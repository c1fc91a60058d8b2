//! End-to-end scenarios (S1-S6) over a small damage-dealing fixture.

use std::cell::RefCell;
use std::rc::Rc;

use eventtree_core::{
    Condition, EventError, EventKind, EventRef, ProtectedAttribute, Replacement, Session,
    StaticAttributeModification, Trigger,
};

#[derive(Clone)]
struct DealDamage {
    amount: i64,
    acc: Rc<RefCell<i64>>,
}

impl EventKind for DealDamage {
    const NAME: &'static str = "DealDamage";
    type Output = i64;

    fn payload(&mut self, _session: &mut Session, _this: EventRef<Self>) -> Result<i64, EventError> {
        *self.acc.borrow_mut() += self.amount;
        Ok(self.amount)
    }
}

fn deal(acc: &Rc<RefCell<i64>>, amount: i64) -> DealDamage {
    DealDamage {
        amount,
        acc: Rc::clone(acc),
    }
}

#[test]
fn s1_plain_event() {
    let mut session = Session::new();
    let acc = Rc::new(RefCell::new(0));

    session.resolve_event(deal(&acc, 5), None, None).unwrap();

    assert_eq!(session.event_log_len(), 1);
    assert_eq!(*acc.borrow(), 5);
}

#[test]
fn s2_single_delayed_replacement() {
    let mut session = Session::new();
    let acc = Rc::new(RefCell::new(0));

    let double = Replacement::<DealDamage>::delayed(
        |_session, _event| true,
        |session, event| {
            let mut v = event.get(session).clone();
            v.amount *= 2;
            v
        },
    );
    session.create_condition(double, None).unwrap();

    session.resolve_event(deal(&acc, 5), None, None).unwrap();
    assert_eq!(session.event_log_len(), 1, "only the replacement DealDamage(10) is logged");
    assert_eq!(*acc.borrow(), 10);

    // DelayedReplacement disconnects itself once chosen: a second
    // DealDamage is no longer eligible for doubling.
    session.resolve_event(deal(&acc, 5), None, None).unwrap();
    assert_eq!(*acc.borrow(), 15);
}

#[test]
fn s3_multiple_replacements_ordering() {
    let mut session = Session::new();
    let acc = Rc::new(RefCell::new(0));

    let double = Replacement::<DealDamage>::new(
        |_session, _event| true,
        |session, event| {
            let mut v = event.get(session).clone();
            v.amount *= 2;
            v
        },
    );
    session.create_condition(double, None).unwrap();

    let increase = Replacement::<DealDamage>::new(
        |_session, _event| true,
        |session, event| {
            let mut v = event.get(session).clone();
            v.amount += 1;
            v
        },
    );
    session.create_condition(increase, None).unwrap();

    session.resolve_event(deal(&acc, 10), None, None).unwrap();

    // DoubleDamage (earlier time_stamp) wins the first choice: 10 -> 20.
    // Its substitute is a fresh event with {double} in replaced_by, so
    // IncreaseDamage (not yet applied on this lineage) still fires: 20 -> 21.
    assert_eq!(*acc.borrow(), 21);
}

#[test]
fn s4_trigger_enqueue_and_drain() {
    let mut session = Session::new();
    let acc = Rc::new(RefCell::new(0));

    let bonus = Trigger::<DealDamage>::new(
        |_session, _event| true,
        |session, event| {
            event.spawn_tree(session, |v| v.amount = 2);
            Ok(())
        },
    );
    session.create_condition(bonus, None).unwrap();

    session.resolve_event(deal(&acc, 3), None, None).unwrap();
    assert_eq!(*acc.borrow(), 3, "the trigger only enqueues, it does not fire inline");
    assert_eq!(session.pending_trigger_count(), 1);

    let drained = session.resolve_triggers().unwrap();
    assert_eq!(drained, 1);
    assert_eq!(*acc.borrow(), 5);
    assert_eq!(session.pending_trigger_count(), 0);
}

struct Item {
    price: ProtectedAttribute<Item, i64>,
}

#[test]
fn s5_attribute_modification_fold_order() {
    let mut session = Session::new();
    let item = Item {
        price: ProtectedAttribute::new("price", 10),
    };

    let more_expensive =
        StaticAttributeModification::<Item, i64>::new("price", |_owner, v| v + 1);
    session.create_condition(more_expensive, None).unwrap();
    assert_eq!(item.price.get(&mut session, &item), 11);

    let free = StaticAttributeModification::<Item, i64>::new("price", |_owner, _v| 0);
    session.create_condition(free, None).unwrap();
    // +1 folds first (earlier time_stamp), then the override to 0.
    assert_eq!(item.price.get(&mut session, &item), 0);
}

#[test]
fn s5_attribute_modification_swapped_order() {
    let mut session = Session::new();
    let item = Item {
        price: ProtectedAttribute::new("price", 10),
    };

    let free = StaticAttributeModification::<Item, i64>::new("price", |_owner, _v| 0);
    session.create_condition(free, None).unwrap();

    let more_expensive =
        StaticAttributeModification::<Item, i64>::new("price", |_owner, v| v + 1);
    session.create_condition(more_expensive, None).unwrap();

    // Free folds first now (earlier time_stamp): 10 -> 0 -> 1.
    assert_eq!(item.price.get(&mut session, &item), 1);
}

#[test]
fn s6_lineage_preservation_depend_tree_vs_spawn_tree() {
    let nested_output = Rc::new(RefCell::new(None));

    // depend_tree: the nested event inherits replaced_by, so the
    // still-connected Replacement does not fire on it a second time.
    {
        let mut session = Session::new();
        let acc = Rc::new(RefCell::new(0));
        let nested_output = Rc::clone(&nested_output);

        let double = Replacement::<DealDamage>::new(
            |_session, _event| true,
            |session, event| {
                let mut v = event.get(session).clone();
                v.amount *= 2;
                v
            },
        );
        session.create_condition(double, None).unwrap();

        let capture = Trigger::<DealDamage>::new(
            |_session, _event| true,
            move |session, event| {
                let output = event.depend_tree(session, |v| v.amount = 99).unwrap();
                *nested_output.borrow_mut() = output;
                Ok(())
            },
        );
        session.create_condition(capture, None).unwrap();

        session.resolve_event(deal(&acc, 5), None, None).unwrap();
        session.resolve_triggers().unwrap();
    }
    assert_eq!(
        *nested_output.borrow(),
        Some(99),
        "depend_tree's child inherits replaced_by: the Replacement does not re-fire"
    );

    // spawn_tree: fresh replaced_by, so the Replacement is eligible again.
    let nested_output = Rc::new(RefCell::new(None));
    {
        let mut session = Session::new();
        let acc = Rc::new(RefCell::new(0));
        let nested_output = Rc::clone(&nested_output);

        let double = Replacement::<DealDamage>::new(
            |_session, _event| true,
            |session, event| {
                let mut v = event.get(session).clone();
                v.amount *= 2;
                v
            },
        );
        session.create_condition(double, None).unwrap();

        let capture = Trigger::<DealDamage>::new(
            |_session, _event| true,
            move |session, event| {
                let output = event.spawn_tree(session, |v| v.amount = 99);
                *nested_output.borrow_mut() = output;
                Ok(())
            },
        );
        session.create_condition(capture, None).unwrap();

        session.resolve_event(deal(&acc, 5), None, None).unwrap();
        session.resolve_triggers().unwrap();
    }
    assert_eq!(
        *nested_output.borrow(),
        Some(198),
        "spawn_tree's child gets a fresh replaced_by: the Replacement fires again"
    );
}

********

Work to be completed
Print every entry exactly as written.

Answer section
repository c1fc91a60058d8b2
//! End-to-end scenarios (S1-S6) over a small damage-dealing fixture.

use std::cell::RefCell;
use std::rc::Rc;

use eventtree_core::{
    Condition, EventError, EventKind, EventRef, ProtectedAttribute, Replacement, Session,
    StaticAttributeModification, Trigger,
};

#[derive(Clone)]
struct DealDamage {
    amount: i64,
    acc: Rc<RefCell<i64>>,
}

impl EventKind for DealDamage {
    const NAME: &'static str = "DealDamage";
    type Output = i64;

    fn payload(&mut self, _session: &mut Session, _this: EventRef<Self>) -> Result<i64, EventError> {
        *self.acc.borrow_mut() += self.amount;
        Ok(self.amount)
    }
}

fn deal(acc: &Rc<RefCell<i64>>, amount: i64) -> DealDamage {
    DealDamage {
        amount,
        acc: Rc::clone(acc),
    }
}

#[test]
fn s1_plain_event() {
    let mut session = Session::new();
    let acc = Rc::new(RefCell::new(0));

    session.resolve_event(deal(&acc, 5), None, None).unwrap();

    assert_eq!(session.event_log_len(), 1);
    assert_eq!(*acc.borrow(), 5);
}

#[test]
fn s2_single_delayed_replacement() {
    let mut session = Session::new();
    let acc = Rc::new(RefCell::new(0));

    let double = Replacement::<DealDamage>::delayed(
        |_session, _event| true,
        |session, event| {
            let mut v = event.get(session).clone();
            v.amount *= 2;
            v
        },
    );
    session.create_condition(double, None).unwrap();

    session.resolve_event(deal(&acc, 5), None, None).unwrap();
    assert_eq!(session.event_log_len(), 1, "only the replacement DealDamage(10) is logged");
    assert_eq!(*acc.borrow(), 10);

    // DelayedReplacement disconnects itself once chosen: a second
    // DealDamage is no longer eligible for doubling.
    session.resolve_event(deal(&acc, 5), None, None).unwrap();
    assert_eq!(*acc.borrow(), 15);
}

#[test]
fn s3_multiple_replacements_ordering() {
    let mut session = Session::new();
    let acc = Rc::new(RefCell::new(0));

    let double = Replacement::<DealDamage>::new(
        |_session, _event| true,
        |session, event| {
            let mut v = event.get(session).clone();
            v.amount *= 2;
            v
        },
    );
    session.create_condition(double, None).unwrap();

    let increase = Replacement::<DealDamage>::new(
        |_session, _event| true,
        |session, event| {
            let mut v = event.get(session).clone();
            v.amount += 1;
            v
        },
    );
    session.create_condition(increase, None).unwrap();

    session.resolve_event(deal(&acc, 10), None, None).unwrap();

    // DoubleDamage (earlier time_stamp) wins the first choice: 10 -> 20.
    // Its substitute is a fresh event with {double} in replaced_by, so
    // IncreaseDamage (not yet applied on this lineage) still fires: 20 -> 21.
    assert_eq!(*acc.borrow(), 21);
}

#[test]
fn s4_trigger_enqueue_and_drain() {
    let mut session = Session::new();
    let acc = Rc::new(RefCell::new(0));

    let bonus = Trigger::<DealDamage>::new(
        |_session, _event| true,
        |session, event| {
            event.spawn_tree(session, |v| v.amount = 2);
            Ok(())
        },
    );
    session.create_condition(bonus, None).unwrap();

    session.resolve_event(deal(&acc, 3), None, None).unwrap();
    assert_eq!(*acc.borrow(), 3, "the trigger only enqueues, it does not fire inline");
    assert_eq!(session.pending_trigger_count(), 1);

    let drained = session.resolve_triggers().unwrap();
    assert_eq!(drained, 1);
    assert_eq!(*acc.borrow(), 5);
    assert_eq!(session.pending_trigger_count(), 0);
}

struct Item {
    price: ProtectedAttribute<Item, i64>,
}

#[test]
fn s5_attribute_modification_fold_order() {
    let mut session = Session::new();
    let item = Item {
        price: ProtectedAttribute::new("price", 10),
    };

    let more_expensive =
        StaticAttributeModification::<Item, i64>::new("price", |_owner, v| v + 1);
    session.create_condition(more_expensive, None).unwrap();
    assert_eq!(item.price.get(&mut session, &item), 11);

    let free = StaticAttributeModification::<Item, i64>::new("price", |_owner, _v| 0);
    session.create_condition(free, None).unwrap();
    // +1 folds first (earlier time_stamp), then the override to 0.
    assert_eq!(item.price.get(&mut session, &item), 0);
}

#[test]
fn s5_attribute_modification_swapped_order() {
    let mut session = Session::new();
    let item = Item {
        price: ProtectedAttribute::new("price", 10),
    };

    let free = StaticAttributeModification::<Item, i64>::new("price", |_owner, _v| 0);
    session.create_condition(free, None).unwrap();

    let more_expensive =
        StaticAttributeModification::<Item, i64>::new("price", |_owner, v| v + 1);
    session.create_condition(more_expensive, None).unwrap();

    // Free folds first now (earlier time_stamp): 10 -> 0 -> 1.
    assert_eq!(item.price.get(&mut session, &item), 1);
}

#[test]
fn s6_lineage_preservation_depend_tree_vs_spawn_tree() {
    let nested_output = Rc::new(RefCell::new(None));

    // depend_tree: the nested event inherits replaced_by, so the
    // still-connected Replacement does not fire on it a second time.
    {
        let mut session = Session::new();
        let acc = Rc::new(RefCell::new(0));
        let nested_output = Rc::clone(&nested_output);

        let double = Replacement::<DealDamage>::new(
            |_session, _event| true,
            |session, event| {
                let mut v = event.get(session).clone();
                v.amount *= 2;
                v
            },
        );
        session.create_condition(double, None).unwrap();

        let capture = Trigger::<DealDamage>::new(
            |_session, _event| true,
            move |session, event| {
                let output = event.depend_tree(session, |v| v.amount = 99).unwrap();
                *nested_output.borrow_mut() = output;
                Ok(())
            },
        );
        session.create_condition(capture, None).unwrap();

        session.resolve_event(deal(&acc, 5), None, None).unwrap();
        session.resolve_triggers().unwrap();
    }
    assert_eq!(
        *nested_output.borrow(),
        Some(99),
        "depend_tree's child inherits replaced_by: the Replacement does not re-fire"
    );

    // spawn_tree: fresh replaced_by, so the Replacement is eligible again.
    let nested_output = Rc::new(RefCell::new(None));
    {
        let mut session = Session::new();
        let acc = Rc::new(RefCell::new(0));
        let nested_output = Rc::clone(&nested_output);

        let double = Replacement::<DealDamage>::new(
            |_session, _event| true,
            |session, event| {
                let mut v = event.get(session).clone();
                v.amount *= 2;
                v
            },
        );
        session.create_condition(double, None).unwrap();

        let capture = Trigger::<DealDamage>::new(
            |_session, _event| true,
            move |session, event| {
                let output = event.spawn_tree(session, |v| v.amount = 99);
                *nested_output.borrow_mut() = output;
                Ok(())
            },
        );
        session.create_condition(capture, None).unwrap();

        session.resolve_event(deal(&acc, 5), None, None).unwrap();
        session.resolve_triggers().unwrap();
    }
    assert_eq!(
        *nested_output.borrow(),
        Some(198),
        "spawn_tree's child gets a fresh replaced_by: the Replacement fires again"
    );
}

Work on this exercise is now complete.